If direct substitution leads to an indeterminate form like $\frac{0}{0}$, try factoring the numerator and denominator, and then simplify: \[ \lim_{{x \to c}} \frac{{x^2 - 1}}{{x - 1}} = \lim_{{x \to c}} \frac{{(x - 1)(x + 1)}}{{x - 1}} = \lim_{{x \to c}} (x + 1) \]

Solving Limits

3. L’Hôpital’s Rule

If direct substitution leads to an indeterminate form, differentiate the numerator and denominator: \[ \lim_{{x \to c}} \frac{f(x)}{g(x)} = \lim_{{x \to c}} \frac{f'(x)}{g'(x)} \]

4. Limits at Infinity

Divide by the highest power of x to solve limits as $x \to \infty$: \[ \lim_{{x \to \infty}} \frac{x + 1}{x} = \lim_{{x \to \infty}} \left( 1 + \frac{1}{x} \right) = 1 \]

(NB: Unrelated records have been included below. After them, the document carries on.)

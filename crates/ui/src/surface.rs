use std::collections::HashMap;

/// Named areas of the test screen.
#[derive(Clone, Copy, Debug, PartialEq, Eq, Hash)]
pub enum Region {
    /// Loading, error and no-questions messages share this panel.
    StatusPanel,
    StatusHint,
    ReloadButton,
    StartPanel,
    StartButton,
    QuestionPanel,
    TypeBadge,
    QuestionCounter,
    QuestionText,
    ExamplePanel,
    ExampleText,
    DefinitionPanel,
    DefinitionText,
    ContextPanel,
    ResponseInput,
    Progress,
    PrevButton,
    NextButton,
    FinishButton,
    Timer,
    SubmitError,
    CompletionPanel,
    AnsweredCount,
    ElapsedTime,
    ResultMessage,
    DownloadNotice,
}

impl Region {
    pub const ALL: [Region; 26] = [
        Region::StatusPanel,
        Region::StatusHint,
        Region::ReloadButton,
        Region::StartPanel,
        Region::StartButton,
        Region::QuestionPanel,
        Region::TypeBadge,
        Region::QuestionCounter,
        Region::QuestionText,
        Region::ExamplePanel,
        Region::ExampleText,
        Region::DefinitionPanel,
        Region::DefinitionText,
        Region::ContextPanel,
        Region::ResponseInput,
        Region::Progress,
        Region::PrevButton,
        Region::NextButton,
        Region::FinishButton,
        Region::Timer,
        Region::SubmitError,
        Region::CompletionPanel,
        Region::AnsweredCount,
        Region::ElapsedTime,
        Region::ResultMessage,
        Region::DownloadNotice,
    ];
}

/// What a session view needs from whatever draws it.
///
/// Implementations must treat a region they do not have as a no-op.
pub trait RenderSurface {
    fn set_text(&mut self, region: Region, text: &str);
    fn set_visible(&mut self, region: Region, visible: bool);
    fn set_enabled(&mut self, region: Region, enabled: bool);
    fn set_class(&mut self, region: Region, class: &str);
    fn set_value(&mut self, region: Region, value: &str);
    /// Current value of an input region, `None` when the region is absent.
    fn read_value(&self, region: Region) -> Option<String>;
}

#[derive(Clone, Debug, Default, PartialEq, Eq)]
pub struct RegionState {
    pub text: String,
    pub visible: bool,
    pub enabled: bool,
    pub class: String,
    pub value: String,
}

/// In-memory surface that records the latest state of every region it has.
#[derive(Clone, Debug, Default)]
pub struct MemorySurface {
    regions: HashMap<Region, RegionState>,
    writes: usize,
}

impl MemorySurface {
    /// A surface with every region present.
    #[must_use]
    pub fn full() -> Self {
        Self::with_regions(&Region::ALL)
    }

    /// A partial surface; writes to other regions are dropped.
    #[must_use]
    pub fn with_regions(regions: &[Region]) -> Self {
        let regions = regions
            .iter()
            .map(|region| {
                (
                    *region,
                    RegionState {
                        enabled: true,
                        ..RegionState::default()
                    },
                )
            })
            .collect();
        Self { regions, writes: 0 }
    }

    /// Simulates the user typing into the response input.
    pub fn type_input(&mut self, value: &str) {
        if let Some(state) = self.regions.get_mut(&Region::ResponseInput) {
            state.value = value.to_string();
        }
    }

    #[must_use]
    pub fn region(&self, region: Region) -> Option<&RegionState> {
        self.regions.get(&region)
    }

    #[must_use]
    pub fn text(&self, region: Region) -> Option<&str> {
        self.region(region).map(|state| state.text.as_str())
    }

    #[must_use]
    pub fn is_visible(&self, region: Region) -> bool {
        self.region(region).is_some_and(|state| state.visible)
    }

    #[must_use]
    pub fn is_enabled(&self, region: Region) -> bool {
        self.region(region).is_some_and(|state| state.enabled)
    }

    #[must_use]
    pub fn class(&self, region: Region) -> Option<&str> {
        self.region(region).map(|state| state.class.as_str())
    }

    /// Number of writes that landed on a present region.
    #[must_use]
    pub fn write_count(&self) -> usize {
        self.writes
    }

    fn update(&mut self, region: Region, apply: impl FnOnce(&mut RegionState)) {
        if let Some(state) = self.regions.get_mut(&region) {
            apply(state);
            self.writes += 1;
        }
    }
}

impl RenderSurface for MemorySurface {
    fn set_text(&mut self, region: Region, text: &str) {
        self.update(region, |state| state.text = text.to_string());
    }

    fn set_visible(&mut self, region: Region, visible: bool) {
        self.update(region, |state| state.visible = visible);
    }

    fn set_enabled(&mut self, region: Region, enabled: bool) {
        self.update(region, |state| state.enabled = enabled);
    }

    fn set_class(&mut self, region: Region, class: &str) {
        self.update(region, |state| state.class = class.to_string());
    }

    fn set_value(&mut self, region: Region, value: &str) {
        self.update(region, |state| state.value = value.to_string());
    }

    fn read_value(&self, region: Region) -> Option<String> {
        self.region(region).map(|state| state.value.clone())
    }
}

#[cfg(test)]
mod tests {
    use super::*;

    #[test]
    fn missing_regions_are_ignored() {
        let mut surface = MemorySurface::with_regions(&[Region::QuestionText]);
        surface.set_text(Region::Timer, "09:59");
        surface.set_visible(Region::CompletionPanel, true);
        surface.type_input("ignored");

        assert_eq!(surface.text(Region::Timer), None);
        assert_eq!(surface.read_value(Region::ResponseInput), None);
        assert_eq!(surface.write_count(), 0);

        surface.set_text(Region::QuestionText, "run");
        assert_eq!(surface.text(Region::QuestionText), Some("run"));
        assert_eq!(surface.write_count(), 1);
    }

    #[test]
    fn typed_input_is_readable() {
        let mut surface = MemorySurface::full();
        surface.type_input("I run fast.");
        assert_eq!(
            surface.read_value(Region::ResponseInput).as_deref(),
            Some("I run fast.")
        );
    }
}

Example: Limit of a Function

Consider the function:

\[ f(x) = \frac{{x^2 - 1}}{{x - 1}} \]

If we plug in x = 1, we get $\frac{0}{0}$, but the limit exists!

\[ \frac{{x^2 - 1}}{{x - 1}} = \frac{{(x - 1)(x + 1)}}{{x - 1}} = x + 1 \]

Thus, $\lim\limits_{x\to 1} f(x) = 2$

Visualizing Limits

\[ f(x) = \frac{x+1}{x} \]

Derivatives

Understanding Derivatives

A derivative represents the rate at which a function is changing at any given point. It’s essentially the slope of the function at that point.

The derivative of $f(x)$ with respect to $x$ is defined as:

\[ f'(x) = \lim_{\Delta x \to 0} \frac{f(x + \Delta x) - f(x)}{\Delta x} \]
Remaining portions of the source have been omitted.